Je me suis réveillé en nage et sûrement en criant car Jane, à mes côtés, m'observait, le visage compatissant. Voilà des semaines que je n'ai plus pensé à cet ouvrage, à ce carnet rempli de poésie de cabotinage.
Comme j'en ai pris l'habitude, je suis partie l'après-midi en promenade. J'avais une nouvelle fois insisté pour que ma sœur aînée m'y accompagne mais elle a décliné. Son indisposition et son manque d'appétit m'inquiète au plus haut point. Elle réfute toujours ma théorie concernant le fait que les sœurs Bingley seraient à l'origine du départ précipité de leur frère. Je ne peux toujours pas accepter que, lui qui semblait si attaché, puisse partir ainsi sans s'être expliqué.
Préoccupée par mes idées, je ne prêtai pas attention où mes pas me menaient jusqu'à ce que je reconnaisse le parc de Netherfield devant moi. Celui-ci était encore plus magnifique que cet été, paré des couleurs chatoyantes de l'automne, saison que particulièrement j'affectionne.
Sachant la propriété désertée, j'en fis le tour afin de profiter de cette vue que plus personne n'admirait. Enfin c'est ce que je croyais car, en me dirigeant vers la demeure, je fus saisie de trouver toutes ses baies grandes ouvertes.
Je m'approchai discrètement et curieuse, en pensant à Jane qui, si elle m'avait accompagnée, aurait été heureuse de découvrir que ses locataires étaient enfin de retour. Mais, depuis une fenêtre, je ne vis que le concierge et sa femme occupés d'étendre un long drap sur la table de la salle à manger.
Ma présence malgré moi fut vite remarquée et je ne pus me dérober aux salutations gênées.
– Mais, c'est une des demoiselles Bennet ! Miss Elisabeth, c'est bien cela? Me reconnut l'homme que j'avais croisé quelques fois.
J'opinai de la tête en accompagnant mon geste d'une rapide révérence.
– Excusez-moi, je ne voulais pas vous déranger. Je pensais la demeure infréquentée et voulais juste profiter du jardin.
– Vous avez bien raison mademoiselle, quelle tristesse de laisser un si beau paysage à l'abandon ! Me répondit son épouse.
– Avez-vous des nouvelles des locataires ? Demandai-je timidement.
– Nous avons eu comme instruction de fermer le bâtiment pour l'hiver. Le bail n'a pas encore été résilié mais, à mon humble avis, cela serait préférable de trouver d'autres occupants plus impliqués!
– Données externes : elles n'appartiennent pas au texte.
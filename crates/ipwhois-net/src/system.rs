//! Backends that talk to the real network

use crate::backend::{
    Clock, DnsBackend, DnsFailure, FetchError, HttpFetcher, HttpMethod, HttpReply, HttpRequest,
    WhoisConnector,
};
use async_trait::async_trait;
use hickory_resolver::config::{ResolverConfig, ResolverOpts};
use hickory_resolver::error::{ResolveError, ResolveErrorKind};
use hickory_resolver::proto::op::ResponseCode;
use hickory_resolver::TokioAsyncResolver;
use ipwhois_core::config::LookupConfig;
use ipwhois_core::{LookupError, Result};
use reqwest::Client;
use std::io;
use std::net::IpAddr;
use std::time::{Duration, Instant};
use tokio::io::{AsyncReadExt, AsyncWriteExt};
use tokio::net::TcpStream;
use tracing::debug;

/// WHOIS over tokio TCP sockets
#[derive(Debug, Clone, Default)]
pub struct TcpWhois;

#[async_trait]
impl WhoisConnector for TcpWhois {
    async fn exchange(
        &self,
        server: &str,
        port: u16,
        query: &str,
        timeout: Duration,
    ) -> io::Result<Vec<u8>> {
        let timed_out = || io::Error::new(io::ErrorKind::TimedOut, "WHOIS query timed out");

        let mut stream = tokio::time::timeout(timeout, TcpStream::connect((server, port)))
            .await
            .map_err(|_| timed_out())??;

        stream.write_all(query.as_bytes()).await?;

        let mut response = Vec::new();
        tokio::time::timeout(timeout, stream.read_to_end(&mut response))
            .await
            .map_err(|_| timed_out())??;

        Ok(response)
    }
}

/// HTTP via a pooled reqwest client
#[derive(Debug, Clone)]
pub struct ReqwestFetcher {
    client: Client,
}

impl ReqwestFetcher {
    /// Build a client honoring the timeout, user agent and proxy settings
    pub fn new(config: &LookupConfig) -> Result<Self> {
        let mut builder = Client::builder()
            .pool_max_idle_per_host(10)
            .timeout(config.timeout)
            .user_agent(config.user_agent.clone());

        if let Some(proxy) = &config.proxy {
            let proxy = reqwest::Proxy::all(proxy.as_str()).map_err(|e| {
                LookupError::Net(format!(
                    "Invalid proxy {}: {}",
                    config.masked_proxy().unwrap_or_default(),
                    e
                ))
            })?;
            builder = builder.proxy(proxy);
        }

        let client = builder
            .build()
            .map_err(|e| LookupError::Net(format!("HTTP client setup failed: {}", e)))?;

        Ok(Self { client })
    }
}

#[async_trait]
impl HttpFetcher for ReqwestFetcher {
    async fn fetch(&self, request: &HttpRequest) -> std::result::Result<HttpReply, FetchError> {
        let mut builder = match request.method {
            HttpMethod::Get => self.client.get(&request.url),
            HttpMethod::Post => self.client.post(&request.url),
        };
        for (name, value) in &request.headers {
            builder = builder.header(name.as_str(), value.as_str());
        }
        if let Some(form) = &request.form {
            builder = builder.form(form);
        }

        let classify = |e: reqwest::Error| {
            if e.is_timeout() {
                FetchError::Timeout
            } else {
                FetchError::Transport(e.to_string())
            }
        };

        let response = builder.send().await.map_err(classify)?;
        let status = response.status().as_u16();
        let body = response.bytes().await.map_err(classify)?;

        Ok(HttpReply {
            status,
            body: body.to_vec(),
        })
    }
}

/// DNS through hickory, using the system resolver configuration when available
pub struct HickoryDns {
    resolver: TokioAsyncResolver,
}

impl HickoryDns {
    pub fn new(timeout: Duration) -> Self {
        let (config, mut opts) = match hickory_resolver::system_conf::read_system_conf() {
            Ok(conf) => conf,
            Err(e) => {
                debug!(error = %e, "system resolver config unavailable, using defaults");
                (ResolverConfig::default(), ResolverOpts::default())
            }
        };
        opts.timeout = timeout;
        opts.attempts = 1;

        Self {
            resolver: TokioAsyncResolver::tokio(config, opts),
        }
    }
}

fn classify_dns(e: ResolveError) -> DnsFailure {
    match e.kind() {
        ResolveErrorKind::NoRecordsFound { response_code, .. } => {
            if *response_code == ResponseCode::NXDomain {
                DnsFailure::NxDomain
            } else {
                DnsFailure::NoAnswer
            }
        }
        ResolveErrorKind::NoConnections => DnsFailure::NoNameservers,
        ResolveErrorKind::Timeout => DnsFailure::Timeout,
        _ => DnsFailure::Other(e.to_string()),
    }
}

#[async_trait]
impl DnsBackend for HickoryDns {
    async fn txt(&self, name: &str) -> std::result::Result<Vec<String>, DnsFailure> {
        let lookup = self.resolver.txt_lookup(name).await.map_err(classify_dns)?;
        let answers: Vec<String> = lookup
            .iter()
            .map(|txt| {
                txt.txt_data()
                    .iter()
                    .map(|part| String::from_utf8_lossy(part).into_owned())
                    .collect::<String>()
            })
            .collect();

        if answers.is_empty() {
            return Err(DnsFailure::NoAnswer);
        }
        Ok(answers)
    }

    async fn reverse(&self, addr: IpAddr) -> std::result::Result<Vec<String>, DnsFailure> {
        let lookup = self
            .resolver
            .reverse_lookup(addr)
            .await
            .map_err(classify_dns)?;
        let names: Vec<String> = lookup
            .iter()
            .map(|ptr| ptr.to_string().trim_end_matches('.').to_string())
            .collect();

        if names.is_empty() {
            return Err(DnsFailure::NoAnswer);
        }
        Ok(names)
    }
}

/// Wall clock backed by tokio timers
#[derive(Debug, Clone, Default)]
pub struct TokioClock;

#[async_trait]
impl Clock for TokioClock {
    fn now(&self) -> Instant {
        Instant::now()
    }

    async fn sleep(&self, duration: Duration) {
        tokio::time::sleep(duration).await;
    }
}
Avoua le concierge.Ces paroles me rendaient songeuse et bien que je comprenais sa vision des choses, je pensais à Jane qui avait somme toute bien fait de rester à Longbourn et ne pas avoir à entendre cela.
– Pourrai-je vous demander une faveur ? M'entendis je demander.
– Évidemment mademoiselle ! Que pouvons-nous faire pour vous aider?
– Lors de mon séjour ici, je pense avoir oublié quelque chose dans la bibliothèque. Puis-je aller le récupérer ?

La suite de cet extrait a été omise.